Loudspeakers pumped out patriotic songs ahead of a celebration in the heart of the Libyan capital that Megrahi was expected to attend.

Abdel Basset al-Megrahi, who has terminal cancer, was released despite pressure from the US government to keep him in prison. He has served just eight years of a minimum 27-year sentence.

270 people died when Pan Am flight 103 came down over the Scottish town of Lockerbie in 1988.

'Megrahi now faces a sentence imposed by a higher power,' Scottish justice minister Kenny MacAskill told a news conference.

'It is terminal, final and irrevocable. He is going to die.'

Watch the news conference

Megrahi, 57, is the only person to be convicted over the bombing.

He lost an appeal against his conviction in 2002.

However, a Scottish review of his case ruled in 2007 that it may have been a miscarriage of justice.

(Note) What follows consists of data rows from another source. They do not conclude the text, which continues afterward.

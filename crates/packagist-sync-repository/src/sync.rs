//! Update-or-create synchronization of a single package.
//!
//! ```text
//! update ──ok──────────────► Updated
//!   │ 404
//!   ▼
//! create ──ok──────────────► Created
//!   │ error            ▲
//!   ▼                  │
//! Failed ◄──other error┘ (from update or create)
//! ```
//!
//! Each registry call is made at most once per run.

use packagist_sync_core::Result;
use std::future::Future;
use std::pin::Pin;
use tracing::info;

/// Future returned by [`PackageRegistry`] operations.
pub type RegistryFuture<'a, T> = Pin<Box<dyn Future<Output = Result<T>> + 'a>>;

/// Result of asking the registry to update a package.
#[derive(Debug, Clone, PartialEq, Eq)]
pub enum UpdateOutcome {
    /// The registry accepted the update.
    Updated,
    /// The registry has no package under this name.
    NotFound {
        /// Package name that was looked up.
        package_name: String,
    },
}

/// Final state of a successful synchronization.
#[derive(Debug, Clone, Copy, PartialEq, Eq)]
pub enum SyncOutcome {
    /// An existing package was updated.
    Updated,
    /// The package did not exist and was created.
    Created,
}

/// Progress notifications emitted while synchronizing.
#[derive(Debug, Clone, Copy, PartialEq, Eq)]
pub enum SyncEvent<'a> {
    /// About to request an update.
    Updating,
    /// The registry does not know the package.
    NotFound {
        /// Package name that was looked up.
        package_name: &'a str,
    },
    /// About to request creation.
    Creating,
}

/// Registry operations needed to synchronize a package.
pub trait PackageRegistry {
    /// Request an update of the package.
    fn update_package(&self) -> RegistryFuture<'_, UpdateOutcome>;

    /// Request creation of the package.
    fn create_package(&self) -> RegistryFuture<'_, ()>;
}

/// Update the package, creating it if the registry does not know it.
///
/// # Errors
/// Returns the first error other than "package not found".
pub async fn synchronize<R>(registry: &R) -> Result<SyncOutcome>
where
    R: PackageRegistry + ?Sized,
{
    synchronize_with(registry, |_| {}).await
}

/// [`synchronize`], reporting progress to `on_event`.
///
/// # Errors
/// Returns the first error other than "package not found".
pub async fn synchronize_with<R, F>(registry: &R, mut on_event: F) -> Result<SyncOutcome>
where
    R: PackageRegistry + ?Sized,
    F: FnMut(SyncEvent<'_>),
{
    on_event(SyncEvent::Updating);
    match registry.update_package().await? {
        UpdateOutcome::Updated => {
            info!("package updated");
            Ok(SyncOutcome::Updated)
        }
        UpdateOutcome::NotFound { package_name } => {
            info!(package = %package_name, "package not found, creating it");
            on_event(SyncEvent::NotFound {
                package_name: &package_name,
            });
            on_event(SyncEvent::Creating);
            registry.create_package().await?;
            info!(package = %package_name, "package created");
            Ok(SyncOutcome::Created)
        }
    }
}

#[cfg(test)]
mod tests {
    use super::*;
    use crate::client::RegistryClient;
    use packagist_sync_config::SyncConfig;
    use packagist_sync_core::{Error, ErrorKind};
    use std::cell::{Cell, RefCell};
    use wiremock::matchers::{method, path};
    use wiremock::{Mock, MockServer, ResponseTemplate};

    /// Scripted registry answering from queued results.
    #[derive(Default)]
    struct FakeRegistry {
        update: RefCell<Option<Result<UpdateOutcome>>>,
        create: RefCell<Option<Result<()>>>,
        updates: Cell<usize>,
        creates: Cell<usize>,
    }

    impl FakeRegistry {
        fn new(update: Result<UpdateOutcome>, create: Result<()>) -> Self {
            Self {
                update: RefCell::new(Some(update)),
                create: RefCell::new(Some(create)),
                ..Self::default()
            }
        }
    }

    impl PackageRegistry for FakeRegistry {
        fn update_package(&self) -> RegistryFuture<'_, UpdateOutcome> {
            self.updates.set(self.updates.get() + 1);
            let result = self.update.borrow_mut().take().unwrap();
            Box::pin(async move { result })
        }

        fn create_package(&self) -> RegistryFuture<'_, ()> {
            self.creates.set(self.creates.get() + 1);
            let result = self.create.borrow_mut().take().unwrap();
            Box::pin(async move { result })
        }
    }

    fn not_found() -> Result<UpdateOutcome> {
        Ok(UpdateOutcome::NotFound {
            package_name: "acme/widget".into(),
        })
    }

    #[tokio::test]
    async fn updated_package_is_not_created() {
        let registry = FakeRegistry::new(Ok(UpdateOutcome::Updated), Ok(()));

        let outcome = synchronize(&registry).await.unwrap();

        assert_eq!(outcome, SyncOutcome::Updated);
        assert_eq!(registry.updates.get(), 1);
        assert_eq!(registry.creates.get(), 0);
    }

    #[tokio::test]
    async fn missing_package_is_created_once() {
        let registry = FakeRegistry::new(not_found(), Ok(()));
        let mut events = Vec::new();

        let outcome = synchronize_with(&registry, |event| events.push(format!("{event:?}")))
            .await
            .unwrap();

        assert_eq!(outcome, SyncOutcome::Created);
        assert_eq!(registry.creates.get(), 1);
        assert_eq!(
            events,
            [
                "Updating",
                r#"NotFound { package_name: "acme/widget" }"#,
                "Creating"
            ]
        );
    }

    #[tokio::test]
    async fn update_failure_aborts() {
        let registry = FakeRegistry::new(Err(Error::registry(Some("denied".into()))), Ok(()));

        let err = synchronize(&registry).await.unwrap_err();

        assert_eq!(err.kind(), ErrorKind::Registry);
        assert_eq!(registry.creates.get(), 0);
    }

    #[tokio::test]
    async fn create_failure_is_final() {
        let registry = FakeRegistry::new(not_found(), Err(Error::Transport));

        let err = synchronize(&registry).await.unwrap_err();

        assert_eq!(err.kind(), ErrorKind::Transport);
        assert_eq!(registry.updates.get(), 1);
        assert_eq!(registry.creates.get(), 1);
    }

    #[tokio::test]
    async fn registry_404_falls_back_to_create() {
        let server = MockServer::start().await;
        Mock::given(method("POST"))
            .and(path("/api/update-package"))
            .respond_with(ResponseTemplate::new(404))
            .expect(1)
            .mount(&server)
            .await;
        Mock::given(method("POST"))
            .and(path("/api/create-package"))
            .respond_with(ResponseTemplate::new(200).set_body_string(r#"{"status":"success"}"#))
            .expect(1)
            .mount(&server)
            .await;

        let config = SyncConfig::builder()
            .api_token("secret".to_string())
            .packagist_domain(server.uri())
            .package_name("acme/widget".to_string())
            .github_repository_url("https://github.com/acme/widget".to_string())
            .build();
        let client = RegistryClient::new(config).unwrap();

        assert_eq!(synchronize(&client).await.unwrap(), SyncOutcome::Created);
    }

    #[tokio::test]
    async fn registry_update_success_skips_create() {
        let server = MockServer::start().await;
        Mock::given(method("POST"))
            .and(path("/api/update-package"))
            .respond_with(ResponseTemplate::new(202).set_body_string(r#"{"status":"success"}"#))
            .expect(1)
            .mount(&server)
            .await;
        Mock::given(method("POST"))
            .and(path("/api/create-package"))
            .respond_with(ResponseTemplate::new(200).set_body_string(r#"{"status":"success"}"#))
            .expect(0)
            .mount(&server)
            .await;

        let config = SyncConfig::builder()
            .api_token("secret".to_string())
            .packagist_domain(server.uri())
            .package_name("acme/widget".to_string())
            .build();
        let client = RegistryClient::new(config).unwrap();

        assert_eq!(synchronize(&client).await.unwrap(), SyncOutcome::Updated);
    }
}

The US and the relatives of many of the 189 US victims had opposed Megrahi's early release and said he should serve his full life sentence in prison.

The Megrahi case had become a millstone for the Scottish government in recent weeks.

The Scottish minister studied three options: transferring him to a Libyan jail, freeing him on compassionate grounds or keeping him in a Scottish prison.

Seven US senators had written to the Scottish government demanding that he serve out his sentence in a Scottish prison.

US President Barack Obama has said that the release by the Scottish government was a ‘mistake’ and that he should be placed under house arrest on return to Libya.

‘We have been in contact with the Scottish government, indicating that we objected to this, and we thought it was a mistake,’ Mr Obama told a US radio journalist, giving his first reaction to the decision.

‘We're now in contact with the Libyan government and want to make sure that if, in fact, this transfer has taken place, that he's not welcomed back in some way, but instead, should be under house arrest.’